Restate word for word the entries below, starting with the line with "the same heartbeat." and continuing through the line with "advances. Anything creating". Include both of those lines and no others.

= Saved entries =
☆ ☆ ☆ ☆
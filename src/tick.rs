/*! The heartbeat thread.

One thread drains the timer wheel's elapsed list and every registered
[`TickListener`], giving every protocol callback — timer expiry, inbound
primitive delivery — a single serialized execution context. Modules
register themselves once at startup and are polled every heartbeat for
the rest of the process lifetime; there is no per-call registration.
*/

use std::sync::{Arc, Mutex};
use std::time::Duration;

use crate::timer::{TimerKind, TimerWheel};

/// Something the tick thread polls once per heartbeat.
pub trait TickListener: Send + Sync {
    /// Run one unit of work. Called from the tick thread; must not
    /// block for long, since it holds up every other listener and timer
    /// delivery on the same heartbeat.
    fn tick(&self);
}

/// A listener reached by session id, used to deliver an elapsed timer to
/// the session that owns it without the wheel knowing about sessions.
pub trait TimerSink: Send + Sync {
    /// Deliver an elapsed timer of the given kind for `session_id`.
    fn on_timer(&self, session_id: u64, kind: TimerKind);
}

struct Inner {
    listeners: Vec<Arc<dyn TickListener>>,
    timer_sinks: Vec<Arc<dyn TimerSink>>,
}

/// Drives the timer wheel and every registered listener on a fixed
/// period.
pub struct TickDispatcher {
    wheel: Arc<TimerWheel>,
    period: Duration,
    inner: Mutex<Inner>,
}

impl TickDispatcher {
    /// Create a dispatcher over `wheel`, firing every `period`.
    pub fn new(wheel: Arc<TimerWheel>, period: Duration) -> Arc<Self> {
        Arc::new(Self {
            wheel,
            period,
            inner: Mutex::new(Inner {
                listeners: Vec::new(),
                timer_sinks: Vec::new(),
            }),
        })
    }

    /// The configured heartbeat period.
    pub fn period(&self) -> Duration {
        self.period
    }

    /// The timer wheel this dispatcher advances. Anything creating
    /// timers that should fire through this dispatcher's
    /// [`TimerSink`]s must create them on this wheel.
    pub fn timer_wheel(&self) -> Arc<TimerWheel> {
        self.wheel.clone()
    }

    /// Register a tick listener. Listeners are polled in registration
    /// order every heartbeat until the process exits; there is no
    /// matching unregister, mirroring the original engine's
    /// register-for-life module lifetime.
    pub fn register_listener(&self, listener: Arc<dyn TickListener>) {
        self.inner.lock().unwrap().listeners.push(listener);
    }

    /// Register a sink that receives elapsed timers.
    pub fn register_timer_sink(&self, sink: Arc<dyn TimerSink>) {
        self.inner.lock().unwrap().timer_sinks.push(sink);
    }

    /// Run exactly one heartbeat: advance the wheel by one jiffy, drain
    /// every elapsed timer to the registered sinks, then poll every
    /// listener. Exposed directly so tests can drive the dispatcher
    /// without a real thread and sleeps.
    pub fn fire(&self) {
        self.wheel.advance(1);
        let inner = self.inner.lock().unwrap();
        while let Some((session_id, kind)) = self.wheel.pop_elapsed() {
            for sink in &inner.timer_sinks {
                sink.on_timer(session_id, kind);
            }
        }
        for listener in &inner.listeners {
            listener.tick();
        }
    }

    /// Spawn the heartbeat thread. Runs until the process exits; there
    /// is no graceful shutdown path, matching the original engine's
    /// single long-lived tick thread.
    pub fn spawn(self: Arc<Self>) -> std::thread::JoinHandle<()> {
        std::thread::spawn(move || {
            loop {
                self.fire();
                std::thread::sleep(self.period);
            }
        })
    }
}

#[cfg(test)]
mod tests {
    use super::*;
    use std::sync::atomic::{AtomicUsize, Ordering};

    struct CountingListener(AtomicUsize);
    impl TickListener for CountingListener {
        fn tick(&self) {
            self.0.fetch_add(1, Ordering::SeqCst);
        }
    }

    struct RecordingSink(Mutex<Vec<(u64, TimerKind)>>);
    impl TimerSink for RecordingSink {
        fn on_timer(&self, session_id: u64, kind: TimerKind) {
            self.0.lock().unwrap().push((session_id, kind));
        }
    }

    #[test]
    fn fire_polls_every_listener() {
        let wheel = Arc::new(TimerWheel::new());
        let dispatcher = TickDispatcher::new(wheel, Duration::from_millis(10));
        let listener = Arc::new(CountingListener(AtomicUsize::new(0)));
        dispatcher.register_listener(listener.clone());

        dispatcher.fire();
        dispatcher.fire();
        assert_eq!(listener.0.load(Ordering::SeqCst), 2);
    }

    #[test]
    fn fire_delivers_elapsed_timers_to_sinks() {
        let wheel = Arc::new(TimerWheel::new());
        let dispatcher = TickDispatcher::new(wheel.clone(), Duration::from_millis(10));
        let sink = Arc::new(RecordingSink(Mutex::new(Vec::new())));
        dispatcher.register_timer_sink(sink.clone());

        let id = wheel.create(42, TimerKind::T1, 2);
        wheel.start(id);
        dispatcher.fire();
        assert!(sink.0.lock().unwrap().is_empty());
        dispatcher.fire();
        assert_eq!(sink.0.lock().unwrap().as_slice(), &[(42, TimerKind::T1)]);
    }
}
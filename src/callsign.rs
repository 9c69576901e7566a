/*! Callsign and AX.25 address field encoding.

Each address field octet is a source callsign character shifted left one
bit, space-padded to six characters, followed by an SSID octet carrying
the SSID, the command/response bit (source and destination addresses) or
has-been-repeated bit (digipeater addresses), and the address-field
extension bit marking the last octet of the address field.
*/

use crate::error::{Error, Result};

/// Maximum callsign length, not counting the SSID.
pub const CALLSIGN_LEN: usize = 6;

/// One decoded AX.25 address: a callsign, an SSID, and the flag bits
/// carried in its SSID octet.
#[derive(Debug, Clone, PartialEq, Eq)]
pub struct Address {
    /// Callsign, uppercased, without trailing padding.
    pub callsign: String,
    /// SSID, 0-15.
    pub ssid: u8,
    /// Command/response bit for source and destination addresses, or
    /// the has-been-repeated bit for a digipeater address.
    pub c_or_h_bit: bool,
}

impl Address {
    /// Build an address, validating the callsign length and SSID range.
    pub fn new(callsign: &str, ssid: u8, c_or_h_bit: bool) -> Result<Self> {
        if callsign.is_empty() || callsign.len() > CALLSIGN_LEN {
            return Err(Error::InvalidArgument(format!(
                "callsign '{callsign}' must be 1-{CALLSIGN_LEN} characters"
            )));
        }
        if ssid > 15 {
            return Err(Error::InvalidArgument(format!(
                "ssid {ssid} exceeds the 4-bit field"
            )));
        }
        if !callsign.chars().all(|c| c.is_ascii_alphanumeric()) {
            return Err(Error::InvalidArgument(format!(
                "callsign '{callsign}' must be alphanumeric"
            )));
        }
        Ok(Self {
            callsign: callsign.to_ascii_uppercase(),
            ssid,
            c_or_h_bit,
        })
    }

    /// Encode into the 7-octet address field form. `last` sets the
    /// address-field extension bit (bit 0 of the SSID octet).
    pub fn encode(&self, last: bool) -> [u8; 7] {
        let mut out = [0u8; 7];
        let padded = format!("{:<width$}", self.callsign, width = CALLSIGN_LEN);
        for (i, ch) in padded.bytes().take(CALLSIGN_LEN).enumerate() {
            out[i] = ch << 1;
        }
        let mut ssid_octet = 0x60 | (self.ssid << 1);
        if last {
            ssid_octet |= 0x01;
        }
        if self.c_or_h_bit {
            ssid_octet |= 0x80;
        }
        out[6] = ssid_octet;
        out
    }

    /// Decode a 7-octet address field entry. Returns the address and
    /// whether its extension bit was set (i.e. it was the last address
    /// field octet).
    pub fn decode(bytes: &[u8; 7]) -> Result<(Self, bool)> {
        let mut chars = [0u8; CALLSIGN_LEN];
        for (i, b) in bytes[..CALLSIGN_LEN].iter().enumerate() {
            chars[i] = b >> 1;
        }
        let callsign = std::str::from_utf8(&chars)
            .map_err(|_| Error::InvalidArgument("non-UTF8 callsign octets".into()))?
            .trim_end()
            .to_string();
        if callsign.is_empty() {
            return Err(Error::InvalidArgument("empty callsign in address field".into()));
        }
        let ssid_octet = bytes[6];
        let ssid = (ssid_octet >> 1) & 0x0F;
        let c_or_h_bit = ssid_octet & 0x80 != 0;
        let last = ssid_octet & 0x01 != 0;
        Ok((
            Self {
                callsign,
                ssid,
                c_or_h_bit,
            },
            last,
        ))
    }
}

impl std::fmt::Display for Address {
    fn fmt(&self, f: &mut std::fmt::Formatter<'_>) -> std::fmt::Result {
        if self.ssid == 0 {
            write!(f, "{}", self.callsign)
        } else {
            write!(f, "{}-{}", self.callsign, self.ssid)
        }
    }
}

impl std::str::FromStr for Address {
    type Err = Error;

    /// Parse `CALL` or `CALL-SSID` textual form.
    fn from_str(s: &str) -> Result<Self> {
        match s.split_once('-') {
            Some((call, ssid)) => {
                let ssid: u8 = ssid
                    .parse()
                    .map_err(|_| Error::InvalidArgument(format!("bad ssid in '{s}'")))?;
                Address::new(call, ssid, false)
            }
            None => Address::new(s, 0, false),
        }
    }
}

#[cfg(test)]
mod tests {
    use super::*;

    #[test]
    fn round_trip_with_ssid_and_flags() {
        let addr = Address::new("N0CALL", 7, true).unwrap();
        let encoded = addr.encode(true);
        let (decoded, last) = Address::decode(&encoded).unwrap();
        assert_eq!(decoded, addr);
        assert!(last);
    }

    #[test]
    fn padding_is_spaces_shifted() {
        let addr = Address::new("AB", 0, false).unwrap();
        let encoded = addr.encode(false);
        // 'A' << 1, 'B' << 1, then four shifted spaces.
        assert_eq!(encoded[0], b'A' << 1);
        assert_eq!(encoded[1], b'B' << 1);
        assert_eq!(encoded[2], b' ' << 1);
        assert_eq!(encoded[6] & 0x01, 0);
    }

    #[test]
    fn display_omits_zero_ssid() {
        let addr = Address::new("N0CALL", 0, false).unwrap();
        assert_eq!(addr.to_string(), "N0CALL");
        let addr = Address::new("N0CALL", 5, false).unwrap();
        assert_eq!(addr.to_string(), "N0CALL-5");
    }

    #[test]
    fn parse_from_str() {
        let addr: Address = "KI5ABC-3".parse().unwrap();
        assert_eq!(addr.callsign, "KI5ABC");
        assert_eq!(addr.ssid, 3);
    }

    #[test]
    fn rejects_oversize_callsign_and_ssid() {
        assert!(Address::new("TOOLONGG", 0, false).is_err());
        assert!(Address::new("N0CALL", 16, false).is_err());
    }
}
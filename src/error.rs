//! Error taxonomy shared across the whole crate.
//!
//! Every fallible operation in this crate returns [`Error`] rather than a
//! per-module type, the way a small set of call sites (DLSAP, ring buffer,
//! LAPB) all need to interoperate without a pile of `From` impls.

use thiserror::Error;

/// Crate-wide result alias.
pub type Result<T> = std::result::Result<T, Error>;

/// Error kinds, one per failure mode named in the error handling design.
#[derive(Error, Debug, Clone, PartialEq)]
pub enum Error {
    /// Malformed or missing configuration setting. Fatal to loading.
    #[error("config error in {module}.{function}: {message} ({parameter})")]
    Config {
        /// Module that raised the error.
        module: &'static str,
        /// Function that raised the error.
        function: &'static str,
        /// Human-readable message.
        message: String,
        /// Parameter or setting name involved.
        parameter: String,
    },

    /// Name lookup failed (DLSAP, plugin, symbol).
    #[error("not found: {0}")]
    NotFound(String),

    /// Duplicate registration.
    #[error("already exists: {0}")]
    AlreadyExists(String),

    /// Bad primitive protocol/cmd, null handle, negative length: a
    /// programming error in the caller.
    #[error("invalid argument: {0}")]
    InvalidArgument(String),

    /// A DLSAP call arrived at the wrong endpoint, e.g. after a reload.
    /// Non-fatal; the caller drops the primitive and logs.
    #[error("channel disruption: {0}")]
    ChannelDisruption(String),

    /// Allocator failed.
    #[error("out of memory")]
    OutOfMemory,

    /// The endpoint did not supply this vtable capability.
    #[error("not provided: {0}")]
    NotProvided(&'static str),

    /// Primitive payload exceeds the 32 KiB limit.
    #[error("payload too large: {0} bytes")]
    PayloadTooLarge(usize),

    /// A blocking-only caller hit a would-block condition.
    #[error("would block")]
    WouldBlock,

    /// Non-blocking write didn't fit.
    #[error("not enough space: need {need}, have {have}")]
    NotEnoughSpace {
        /// Bytes requested.
        need: usize,
        /// Bytes available.
        have: usize,
    },

    /// A single write/read request is larger than the buffer itself.
    #[error("too big: {0} exceeds buffer capacity")]
    TooBig(usize),

    /// LAPB N2 retries exhausted.
    #[error("timeout: N2 retries exhausted")]
    Timeout,

    /// LAPB decoded an impossible control field.
    #[error("frame reject: {0}")]
    FrameReject(String),

    /// Wraps `std::io::Error` for transport implementations.
    #[error("io error: {0}")]
    Io(String),
}

impl From<std::io::Error> for Error {
    fn from(e: std::io::Error) -> Self {
        Error::Io(e.to_string())
    }
}
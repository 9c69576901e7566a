//! Wire-format round trips exercised from outside the crate, the way a
//! consumer linking against this crate as a library would use it.

use ax25rs::callsign::Address;
use ax25rs::frame::{Control, Frame, Modulo, SupervisoryKind, UnnumberedKind, PID_NO_LAYER3};

fn addr(call: &str, ssid: u8) -> Address {
    Address::new(call, ssid, false).unwrap()
}

#[test]
fn ui_frame_with_digipeaters_round_trips_mod8() {
    let frame = Frame {
        destination: addr("APRS", 0),
        source: addr("N0CALL", 7),
        digipeaters: vec![addr("WIDE1", 1), addr("WIDE2", 2)],
        command: true,
        control: Control::Unnumbered {
            kind: UnnumberedKind::Ui,
            pf: false,
        },
        pid: Some(PID_NO_LAYER3),
        info: b"CQ CQ CQ".to_vec(),
    };
    let encoded = frame.encode(Modulo::Mod8);
    let decoded = Frame::decode(&encoded, Modulo::Mod8).unwrap();
    assert_eq!(decoded, frame);
}

#[test]
fn mod128_information_frame_round_trips_with_seven_bit_sequence_numbers() {
    let frame = Frame {
        destination: addr("BOB", 0),
        source: addr("ALICE", 0),
        digipeaters: vec![],
        command: true,
        control: Control::Information {
            ns: 100,
            nr: 99,
            pf: true,
        },
        pid: Some(PID_NO_LAYER3),
        info: vec![0xAA; 200],
    };
    let encoded = frame.encode(Modulo::Mod128);
    let decoded = Frame::decode(&encoded, Modulo::Mod128).unwrap();
    assert_eq!(decoded, frame);
}

#[test]
fn supervisory_rr_round_trips_and_carries_no_pid_or_info() {
    let frame = Frame {
        destination: addr("BOB", 0),
        source: addr("ALICE", 0),
        digipeaters: vec![],
        command: false,
        control: Control::Supervisory {
            kind: SupervisoryKind::Rr,
            nr: 3,
            pf: true,
        },
        pid: None,
        info: vec![],
    };
    let encoded = frame.encode(Modulo::Mod8);
    let decoded = Frame::decode(&encoded, Modulo::Mod8).unwrap();
    assert_eq!(decoded, frame);
}

#[test]
fn a_single_flipped_bit_in_the_payload_is_caught_by_the_fcs() {
    let frame = Frame {
        destination: addr("BOB", 0),
        source: addr("ALICE", 0),
        digipeaters: vec![],
        command: true,
        control: Control::Information {
            ns: 0,
            nr: 0,
            pf: false,
        },
        pid: Some(PID_NO_LAYER3),
        info: b"hello world".to_vec(),
    };
    let mut encoded = frame.encode(Modulo::Mod8);
    let last = encoded.len() - 3;
    encoded[last] ^= 0x01;
    assert!(Frame::decode(&encoded, Modulo::Mod8).is_err());
}

#[test]
fn callsign_address_rejects_invalid_input_but_round_trips_valid_ones() {
    assert!(Address::new("TOOLONGCALL", 0, false).is_err());
    assert!(Address::new("N0CALL", 16, false).is_err());

    let a = Address::new("N0CALL", 5, true).unwrap();
    let encoded = a.encode(true);
    let (decoded, last) = Address::decode(&encoded).unwrap();
    assert_eq!(decoded, a);
    assert!(last);
}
☆ ☆ ☆ ☆
= Solution below =
    /// delivery on the same heartbeat.
    fn tick(&self);
}

/// A listener reached by session id, used to deliver an elapsed timer to
/// the session that owns it without the wheel knowing about sessions.
pub trait TimerSink: Send + Sync {
    /// Deliver an elapsed timer of the given kind for `session_id`.
    fn on_timer(&self, session_id: u64, kind: TimerKind);
}

struct Inner {
    listeners: Vec<Arc<dyn TickListener>>,
    timer_sinks: Vec<Arc<dyn TimerSink>>,
}

/// Drives the timer wheel and every registered listener on a fixed
/// period.
pub struct TickDispatcher {
    wheel: Arc<TimerWheel>,
    period: Duration,
    inner: Mutex<Inner>,
}

impl TickDispatcher {
    /// Create a dispatcher over `wheel`, firing every `period`.
    pub fn new(wheel: Arc<TimerWheel>, period: Duration) -> Arc<Self> {
        Arc::new(Self {
            wheel,
            period,
            inner: Mutex::new(Inner {
                listeners: Vec::new(),
                timer_sinks: Vec::new(),
            }),
        })
    }

    /// The configured heartbeat period.
    pub fn period(&self) -> Duration {
        self.period
    }

    /// The timer wheel this dispatcher advances. Anything creating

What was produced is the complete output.